Zu den 12,2 Quadratkilometern für die Wasserschutzzone auf bremischem Gebiet in Blumenthal kommen laut Senatsvorlage weitere 19 Quadratkilometer im angrenzenden Niedersachsen, womit das Gebiet zur Grundwasserentnahme insgesamt eine Ausdehnung von 31,2 Quadratkilometern. habe.

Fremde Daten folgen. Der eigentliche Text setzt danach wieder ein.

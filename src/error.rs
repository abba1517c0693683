//! # 统一错误处理模块
//!
//! 定义 leedcal 的所有错误类型，使用 `thiserror` 派生。
//!
//! ## 依赖关系
//! - 被所有其他模块使用
//! - 无外部模块依赖

use thiserror::Error;

/// leedcal 统一错误类型
#[derive(Error, Debug)]
pub enum LeedcalError {
    // ─────────────────────────────────────────────────────────────
    // I/O 错误
    // ─────────────────────────────────────────────────────────────
    #[error("Failed to write file: {path}")]
    FileWriteError {
        path: String,
        #[source]
        source: std::io::Error,
    },

    #[error("Directory not found: {path}")]
    DirectoryNotFound { path: String },

    #[error("File not found: {path}")]
    FileNotFound { path: String },

    // ─────────────────────────────────────────────────────────────
    // 解析错误
    // ─────────────────────────────────────────────────────────────
    #[error("Failed to parse {format} file: {path}\nReason: {reason}")]
    ParseError {
        format: String,
        path: String,
        reason: String,
    },

    // ─────────────────────────────────────────────────────────────
    // 拟合错误
    // ─────────────────────────────────────────────────────────────
    #[error("Insufficient data for line fit: {samples} usable sample(s), need at least 2")]
    InsufficientFitData { samples: usize },

    // ─────────────────────────────────────────────────────────────
    // 参数错误
    // ─────────────────────────────────────────────────────────────
    #[error("Invalid argument: {0}")]
    InvalidArgument(String),

    // ─────────────────────────────────────────────────────────────
    // CSV 错误
    // ─────────────────────────────────────────────────────────────
    #[error("CSV error: {0}")]
    CsvError(#[from] csv::Error),

    // ─────────────────────────────────────────────────────────────
    // 其他
    // ─────────────────────────────────────────────────────────────
    #[error("Plot error: {0}")]
    PlotError(String),
}

/// Result 类型别名
pub type Result<T> = std::result::Result<T, LeedcalError>;
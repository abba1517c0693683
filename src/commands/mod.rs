//! # 命令执行模块
//!
//! 实现各子命令的业务逻辑。
//!
//! ## 依赖关系
//! - 被 `main.rs` 调用
//! - 使用 `cli/`, `parsers/`, `rprime/`, `utils/`
//! - 子模块: calibrate

pub mod calibrate;

use crate::cli::Commands;
use crate::error::Result;

/// 执行命令
pub fn run(cmd: Commands) -> Result<()> {
    match cmd {
        Commands::Calibrate(args) => calibrate::execute(args),
    }
}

Abstimmung mit Niedersachsen

Die Regelungen für die Schutzzone zur Grundwasserförderung sind laut Landesregierung zwischen den beiden betroffenen Bundesländern abgestimmt. Das Paragrafenwerk soll grenzüberschreitend einheitlich gelten – in die Verordnungen von Bremen und dem benachbarten Niedersachsen würden, so heißt es in dem Verordnungsentwurf, die „Begrenzungen insgesamt und inhaltsgleich aufgenommen“. Mit den Beschränkungen in der Neuregelung solle „der besondere Schutz des Gewässers zum Wohl der Allgemeinheit und im Interesse der öffentlichen Wasserversorgung gewährleistet werden.“ Die Behörden in Bremen seien aufgerufen, so heißt es, dann auch regelmäßig zu kontrollieren, ob die Vorschriften tatsächlich eingehalten werden.